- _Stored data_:
^^^^^^^^^^^^^^^^

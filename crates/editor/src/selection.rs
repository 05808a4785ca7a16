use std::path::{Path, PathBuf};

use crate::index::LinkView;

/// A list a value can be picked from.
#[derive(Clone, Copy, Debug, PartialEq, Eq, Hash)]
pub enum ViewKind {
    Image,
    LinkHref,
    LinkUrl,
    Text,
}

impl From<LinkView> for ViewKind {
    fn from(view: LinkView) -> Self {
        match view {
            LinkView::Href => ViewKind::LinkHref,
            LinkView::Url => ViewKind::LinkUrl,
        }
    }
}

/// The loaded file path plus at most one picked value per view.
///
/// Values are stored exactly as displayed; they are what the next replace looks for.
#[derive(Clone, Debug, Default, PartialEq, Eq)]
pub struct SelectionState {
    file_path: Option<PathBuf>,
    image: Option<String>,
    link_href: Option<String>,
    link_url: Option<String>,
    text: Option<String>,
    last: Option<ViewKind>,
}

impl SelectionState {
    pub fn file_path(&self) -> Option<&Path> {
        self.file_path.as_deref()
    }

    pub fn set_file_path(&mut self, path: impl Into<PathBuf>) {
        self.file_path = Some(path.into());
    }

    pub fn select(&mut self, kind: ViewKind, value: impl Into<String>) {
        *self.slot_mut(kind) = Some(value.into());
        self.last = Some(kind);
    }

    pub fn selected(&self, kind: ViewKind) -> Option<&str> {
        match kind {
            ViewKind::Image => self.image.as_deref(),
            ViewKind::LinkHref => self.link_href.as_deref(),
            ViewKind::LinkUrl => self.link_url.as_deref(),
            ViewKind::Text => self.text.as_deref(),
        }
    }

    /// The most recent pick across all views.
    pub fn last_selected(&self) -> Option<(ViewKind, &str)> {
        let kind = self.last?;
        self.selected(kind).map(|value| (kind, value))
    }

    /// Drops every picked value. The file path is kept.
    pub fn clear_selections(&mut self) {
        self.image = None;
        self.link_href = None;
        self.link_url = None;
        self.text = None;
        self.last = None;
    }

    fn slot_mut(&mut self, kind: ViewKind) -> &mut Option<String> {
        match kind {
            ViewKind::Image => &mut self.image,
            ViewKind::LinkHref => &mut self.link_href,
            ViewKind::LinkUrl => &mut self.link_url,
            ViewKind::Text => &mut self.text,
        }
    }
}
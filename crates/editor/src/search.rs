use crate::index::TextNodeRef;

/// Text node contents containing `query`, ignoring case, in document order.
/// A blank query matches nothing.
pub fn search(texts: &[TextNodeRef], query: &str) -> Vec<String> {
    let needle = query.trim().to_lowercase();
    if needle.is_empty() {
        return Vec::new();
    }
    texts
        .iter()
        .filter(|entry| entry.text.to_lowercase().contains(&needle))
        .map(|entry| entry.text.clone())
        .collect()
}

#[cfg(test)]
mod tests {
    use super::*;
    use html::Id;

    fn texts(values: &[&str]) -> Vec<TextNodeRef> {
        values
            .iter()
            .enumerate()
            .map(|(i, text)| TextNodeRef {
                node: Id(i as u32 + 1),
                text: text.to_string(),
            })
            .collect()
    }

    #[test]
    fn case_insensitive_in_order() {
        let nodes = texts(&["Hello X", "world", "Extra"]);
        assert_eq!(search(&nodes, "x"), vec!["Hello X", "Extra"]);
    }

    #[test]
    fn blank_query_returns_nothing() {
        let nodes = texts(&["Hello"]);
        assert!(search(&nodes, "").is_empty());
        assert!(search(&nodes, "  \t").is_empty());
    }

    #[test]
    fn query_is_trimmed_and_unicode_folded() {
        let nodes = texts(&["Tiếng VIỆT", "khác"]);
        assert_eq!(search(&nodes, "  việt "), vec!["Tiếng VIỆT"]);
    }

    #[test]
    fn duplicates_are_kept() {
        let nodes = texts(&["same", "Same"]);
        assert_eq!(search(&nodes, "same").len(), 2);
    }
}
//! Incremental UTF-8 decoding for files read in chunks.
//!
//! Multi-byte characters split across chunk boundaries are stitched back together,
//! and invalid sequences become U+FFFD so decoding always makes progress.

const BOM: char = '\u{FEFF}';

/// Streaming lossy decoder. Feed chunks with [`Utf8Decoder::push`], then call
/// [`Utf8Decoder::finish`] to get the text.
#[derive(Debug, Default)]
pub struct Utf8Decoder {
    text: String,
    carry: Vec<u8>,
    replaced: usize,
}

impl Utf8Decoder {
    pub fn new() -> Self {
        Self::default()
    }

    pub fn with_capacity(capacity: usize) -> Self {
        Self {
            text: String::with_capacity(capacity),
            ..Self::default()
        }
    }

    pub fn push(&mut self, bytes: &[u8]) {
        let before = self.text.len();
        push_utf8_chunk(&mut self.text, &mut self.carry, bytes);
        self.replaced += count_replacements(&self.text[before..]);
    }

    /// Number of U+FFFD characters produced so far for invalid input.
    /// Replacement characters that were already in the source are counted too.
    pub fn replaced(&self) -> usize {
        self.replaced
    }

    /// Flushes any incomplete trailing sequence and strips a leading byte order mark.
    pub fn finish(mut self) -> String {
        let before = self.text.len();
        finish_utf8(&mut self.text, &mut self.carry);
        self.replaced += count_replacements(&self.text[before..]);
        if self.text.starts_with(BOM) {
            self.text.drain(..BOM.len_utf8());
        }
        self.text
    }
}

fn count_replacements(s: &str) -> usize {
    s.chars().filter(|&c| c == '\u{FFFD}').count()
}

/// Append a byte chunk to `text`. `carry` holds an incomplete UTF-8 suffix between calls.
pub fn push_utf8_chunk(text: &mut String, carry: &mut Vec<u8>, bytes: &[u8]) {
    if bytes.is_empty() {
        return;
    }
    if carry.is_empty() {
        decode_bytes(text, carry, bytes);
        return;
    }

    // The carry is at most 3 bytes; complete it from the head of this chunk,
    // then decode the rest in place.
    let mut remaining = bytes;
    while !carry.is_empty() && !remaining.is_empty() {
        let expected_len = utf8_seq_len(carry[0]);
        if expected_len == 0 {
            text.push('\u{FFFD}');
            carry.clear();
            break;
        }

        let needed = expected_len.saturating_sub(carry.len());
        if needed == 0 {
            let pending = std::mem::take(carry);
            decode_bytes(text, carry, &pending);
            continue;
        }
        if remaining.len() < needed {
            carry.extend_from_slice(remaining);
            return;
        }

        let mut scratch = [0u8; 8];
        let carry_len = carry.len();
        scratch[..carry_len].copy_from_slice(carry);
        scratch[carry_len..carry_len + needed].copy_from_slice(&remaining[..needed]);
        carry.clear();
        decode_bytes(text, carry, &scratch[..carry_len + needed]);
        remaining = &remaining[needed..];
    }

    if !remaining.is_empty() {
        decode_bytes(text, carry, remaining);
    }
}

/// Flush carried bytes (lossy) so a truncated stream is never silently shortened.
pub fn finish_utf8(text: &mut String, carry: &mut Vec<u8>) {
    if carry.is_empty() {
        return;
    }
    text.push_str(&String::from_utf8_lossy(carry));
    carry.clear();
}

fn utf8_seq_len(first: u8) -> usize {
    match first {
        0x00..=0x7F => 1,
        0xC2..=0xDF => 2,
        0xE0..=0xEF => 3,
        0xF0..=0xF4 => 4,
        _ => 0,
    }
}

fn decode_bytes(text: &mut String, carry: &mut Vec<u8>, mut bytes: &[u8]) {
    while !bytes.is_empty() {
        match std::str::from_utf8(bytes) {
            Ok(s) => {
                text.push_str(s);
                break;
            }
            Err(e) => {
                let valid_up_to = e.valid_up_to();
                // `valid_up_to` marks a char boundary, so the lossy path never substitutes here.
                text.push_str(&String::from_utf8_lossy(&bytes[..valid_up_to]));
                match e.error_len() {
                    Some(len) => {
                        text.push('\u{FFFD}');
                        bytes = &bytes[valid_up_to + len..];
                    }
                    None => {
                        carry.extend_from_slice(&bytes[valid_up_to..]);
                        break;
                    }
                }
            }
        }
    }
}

^^^^^^^^^^^^^^^^

- _Requirement_: Copy the entries above exactly, leaving none out.

- _Solution for this exercise_:
filename crates/editor/src/selection.rs
repository 05808a4785ca7a16
use std::path::{Path, PathBuf};

use crate::index::LinkView;

/// A list a value can be picked from.
#[derive(Clone, Copy, Debug, PartialEq, Eq, Hash)]
pub enum ViewKind {
    Image,
    LinkHref,
    LinkUrl,
    Text,
}

impl From<LinkView> for ViewKind {
    fn from(view: LinkView) -> Self {
        match view {
            LinkView::Href => ViewKind::LinkHref,
            LinkView::Url => ViewKind::LinkUrl,
        }
    }
}

/// The loaded file path plus at most one picked value per view.
///
/// Values are stored exactly as displayed; they are what the next replace looks for.
#[derive(Clone, Debug, Default, PartialEq, Eq)]
pub struct SelectionState {
    file_path: Option<PathBuf>,
    image: Option<String>,
    link_href: Option<String>,
    link_url: Option<String>,
    text: Option<String>,
    last: Option<ViewKind>,
}

impl SelectionState {
    pub fn file_path(&self) -> Option<&Path> {
        self.file_path.as_deref()
    }

    pub fn set_file_path(&mut self, path: impl Into<PathBuf>) {
        self.file_path = Some(path.into());
    }

    pub fn select(&mut self, kind: ViewKind, value: impl Into<String>) {
        *self.slot_mut(kind) = Some(value.into());
        self.last = Some(kind);
    }

    pub fn selected(&self, kind: ViewKind) -> Option<&str> {
        match kind {
            ViewKind::Image => self.image.as_deref(),
            ViewKind::LinkHref => self.link_href.as_deref(),
            ViewKind::LinkUrl => self.link_url.as_deref(),
            ViewKind::Text => self.text.as_deref(),
        }
    }

    /// The most recent pick across all views.
    pub fn last_selected(&self) -> Option<(ViewKind, &str)> {
        let kind = self.last?;
        self.selected(kind).map(|value| (kind, value))
    }

    /// Drops every picked value. The file path is kept.
    pub fn clear_selections(&mut self) {
        self.image = None;
        self.link_href = None;
        self.link_url = None;
        self.text = None;
        self.last = None;
    }

    fn slot_mut(&mut self, kind: ViewKind) -> &mut Option<String> {
        match kind {
            ViewKind::Image => &mut self.image,
            ViewKind::LinkHref => &mut self.link_href,
            ViewKind::LinkUrl => &mut self.link_url,
            ViewKind::Text => &mut self.text,
        }
    }
}
filename crates/editor/src/search.rs
use crate::index::TextNodeRef;

/// Text node contents containing `query`, ignoring case, in document order.
/// A blank query matches nothing.
pub fn search(texts: &[TextNodeRef], query: &str) -> Vec<String> {
    let needle = query.trim().to_lowercase();
    if needle.is_empty() {
        return Vec::new();
    }
    texts
        .iter()
        .filter(|entry| entry.text.to_lowercase().contains(&needle))
        .map(|entry| entry.text.clone())
        .collect()
}

#[cfg(test)]
mod tests {
    use super::*;
    use html::Id;

    fn texts(values: &[&str]) -> Vec<TextNodeRef> {
        values
            .iter()
            .enumerate()
            .map(|(i, text)| TextNodeRef {
                node: Id(i as u32 + 1),
                text: text.to_string(),
            })
            .collect()
    }

    #[test]
    fn case_insensitive_in_order() {
        let nodes = texts(&["Hello X", "world", "Extra"]);
        assert_eq!(search(&nodes, "x"), vec!["Hello X", "Extra"]);
    }

    #[test]
    fn blank_query_returns_nothing() {
        let nodes = texts(&["Hello"]);
        assert!(search(&nodes, "").is_empty());
        assert!(search(&nodes, "  \t").is_empty());
    }

    #[test]
    fn query_is_trimmed_and_unicode_folded() {
        let nodes = texts(&["Tiếng VIỆT", "khác"]);
        assert_eq!(search(&nodes, "  việt "), vec!["Tiếng VIỆT"]);
    }

    #[test]
    fn duplicates_are_kept() {
        let nodes = texts(&["same", "Same"]);
        assert_eq!(search(&nodes, "same").len(), 2);
    }
}
//! Incremental UTF-8 decoding for files read in chunks.
//!
//! Multi-byte characters split across chunk boundaries are stitched back together,
//! and invalid sequences become U+FFFD so decoding always makes progress.

const BOM: char = '\u{FEFF}';

/// Streaming lossy decoder. Feed chunks with [`Utf8Decoder::push`], then call
/// [`Utf8Decoder::finish`] to get the text.
#[derive(Debug, Default)]
pub struct Utf8Decoder {
    text: String,
    carry: Vec<u8>,
    replaced: usize,
}

impl Utf8Decoder {
    pub fn new() -> Self {
        Self::default()
    }

    pub fn with_capacity(capacity: usize) -> Self {
        Self {
            text: String::with_capacity(capacity),
            ..Self::default()
        }
    }

    pub fn push(&mut self, bytes: &[u8]) {
        let before = self.text.len();
        push_utf8_chunk(&mut self.text, &mut self.carry, bytes);
        self.replaced += count_replacements(&self.text[before..]);
    }

    /// Number of U+FFFD characters produced so far for invalid input.
    /// Replacement characters that were already in the source are counted too.
    pub fn replaced(&self) -> usize {
        self.replaced
    }

    /// Flushes any incomplete trailing sequence and strips a leading byte order mark.
    pub fn finish(mut self) -> String {
        let before = self.text.len();
        finish_utf8(&mut self.text, &mut self.carry);
        self.replaced += count_replacements(&self.text[before..]);
        if self.text.starts_with(BOM) {
            self.text.drain(..BOM.len_utf8());
        }
        self.text
    }
}

fn count_replacements(s: &str) -> usize {
    s.chars().filter(|&c| c == '\u{FFFD}').count()
}

/// Append a byte chunk to `text`. `carry` holds an incomplete UTF-8 suffix between calls.
pub fn push_utf8_chunk(text: &mut String, carry: &mut Vec<u8>, bytes: &[u8]) {
    if bytes.is_empty() {
        return;
    }
    if carry.is_empty() {
        decode_bytes(text, carry, bytes);
        return;
    }

    // The carry is at most 3 bytes; complete it from the head of this chunk,
    // then decode the rest in place.
    let mut remaining = bytes;
    while !carry.is_empty() && !remaining.is_empty() {
        let expected_len = utf8_seq_len(carry[0]);
        if expected_len == 0 {
            text.push('\u{FFFD}');
            carry.clear();
            break;
        }

        let needed = expected_len.saturating_sub(carry.len());
        if needed == 0 {
            let pending = std::mem::take(carry);
            decode_bytes(text, carry, &pending);
            continue;
        }
        if remaining.len() < needed {
            carry.extend_from_slice(remaining);
            return;
        }

        let mut scratch = [0u8; 8];
        let carry_len = carry.len();
        scratch[..carry_len].copy_from_slice(carry);
        scratch[carry_len..carry_len + needed].copy_from_slice(&remaining[..needed]);
        carry.clear();
        decode_bytes(text, carry, &scratch[..carry_len + needed]);
        remaining = &remaining[needed..];
    }

    if !remaining.is_empty() {
        decode_bytes(text, carry, remaining);
    }
}

/// Flush carried bytes (lossy) so a truncated stream is never silently shortened.
pub fn finish_utf8(text: &mut String, carry: &mut Vec<u8>) {
    if carry.is_empty() {
        return;
    }
    text.push_str(&String::from_utf8_lossy(carry));
    carry.clear();
}

fn utf8_seq_len(first: u8) -> usize {
    match first {
        0x00..=0x7F => 1,
        0xC2..=0xDF => 2,
        0xE0..=0xEF => 3,
        0xF0..=0xF4 => 4,
        _ => 0,
    }
}

fn decode_bytes(text: &mut String, carry: &mut Vec<u8>, mut bytes: &[u8]) {
    while !bytes.is_empty() {
        match std::str::from_utf8(bytes) {
            Ok(s) => {
                text.push_str(s);
                break;
            }
            Err(e) => {
                let valid_up_to = e.valid_up_to();
                // `valid_up_to` marks a char boundary, so the lossy path never substitutes here.
                text.push_str(&String::from_utf8_lossy(&bytes[..valid_up_to]));
                match e.error_len() {
                    Some(len) => {
                        text.push('\u{FFFD}');
                        bytes = &bytes[valid_up_to + len..];
                    }
                    None => {
                        carry.extend_from_slice(&bytes[valid_up_to..]);
                        break;
                    }
                }
            }
        }
    }
}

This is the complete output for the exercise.